* **Try it**
Locate all lines in the data below that hold "Result" and show them.

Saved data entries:
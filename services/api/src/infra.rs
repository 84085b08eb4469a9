use std::path::{Path, PathBuf};
use std::sync::atomic::AtomicBool;
use std::sync::Arc;

use evidence_engine::config::AnalysisConfig;
use evidence_engine::error::AppError;
use evidence_engine::import::ObservationImporter;
use evidence_engine::observations::{InMemoryObservationStore, ObservationBatch};
use evidence_engine::{ConditionRegistry, RatingEngine};
use metrics_exporter_prometheus::PrometheusHandle;
use tracing::info;

#[derive(Clone)]
pub(crate) struct AppState {
    pub(crate) readiness: Arc<AtomicBool>,
    pub(crate) metrics: Arc<PrometheusHandle>,
}

/// Engine and observation store shared by the analysis routes.
#[derive(Clone)]
pub(crate) struct AnalysisState {
    pub(crate) engine: Arc<RatingEngine>,
    pub(crate) store: InMemoryObservationStore,
}

impl AnalysisState {
    pub(crate) fn new(engine: RatingEngine, store: InMemoryObservationStore) -> Self {
        Self {
            engine: Arc::new(engine),
            store,
        }
    }
}

pub(crate) fn build_engine(config: &AnalysisConfig) -> RatingEngine {
    let registry = match &config.enabled_conditions {
        Some(keys) => ConditionRegistry::with_conditions(keys.iter().copied()),
        None => ConditionRegistry::standard(),
    };
    RatingEngine::new(registry)
}

pub(crate) fn load_store(config: &AnalysisConfig) -> Result<InMemoryObservationStore, AppError> {
    let batch = match &config.observations_path {
        Some(path) => {
            let batch = ObservationImporter::from_path(path)?;
            info!(
                path = %path.display(),
                entries = batch.entries.len(),
                measurements = batch.measurements.len(),
                "loaded observations"
            );
            batch
        }
        None => ObservationBatch::default(),
    };
    Ok(InMemoryObservationStore::new(batch))
}

/// Entries from `input`, plus measurements from an optional second file.
pub(crate) fn load_batch(
    input: &Path,
    measurements: Option<&PathBuf>,
) -> Result<ObservationBatch, AppError> {
    let mut batch = ObservationImporter::from_path(input)?;
    if let Some(path) = measurements {
        batch.extend(ObservationImporter::measurements_from_path(path)?);
    }
    Ok(batch)
}

#[cfg(test)]
mod tests {
    use super::*;
    use evidence_engine::ConditionKey;

    #[test]
    fn enabled_conditions_restrict_the_engine() {
        let config = AnalysisConfig {
            observations_path: None,
            enabled_conditions: Some(vec![ConditionKey::Asthma]),
        };

        let engine = build_engine(&config);

        assert_eq!(engine.registry().len(), 1);
        assert!(engine.registry().get(ConditionKey::Asthma).is_some());
        assert_eq!(
            build_engine(&AnalysisConfig::default()).registry().len(),
            ConditionKey::ALL.len()
        );
    }

    #[test]
    fn missing_observation_file_is_an_import_error() {
        let config = AnalysisConfig {
            observations_path: Some(PathBuf::from("/nonexistent/log.json")),
            enabled_conditions: None,
        };

        assert!(matches!(load_store(&config), Err(AppError::Import(_))));
    }
}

* **Answer**
pub(crate) fn load_store(config: &AnalysisConfig) -> Result<InMemoryObservationStore, AppError> {
) -> Result<ObservationBatch, AppError> {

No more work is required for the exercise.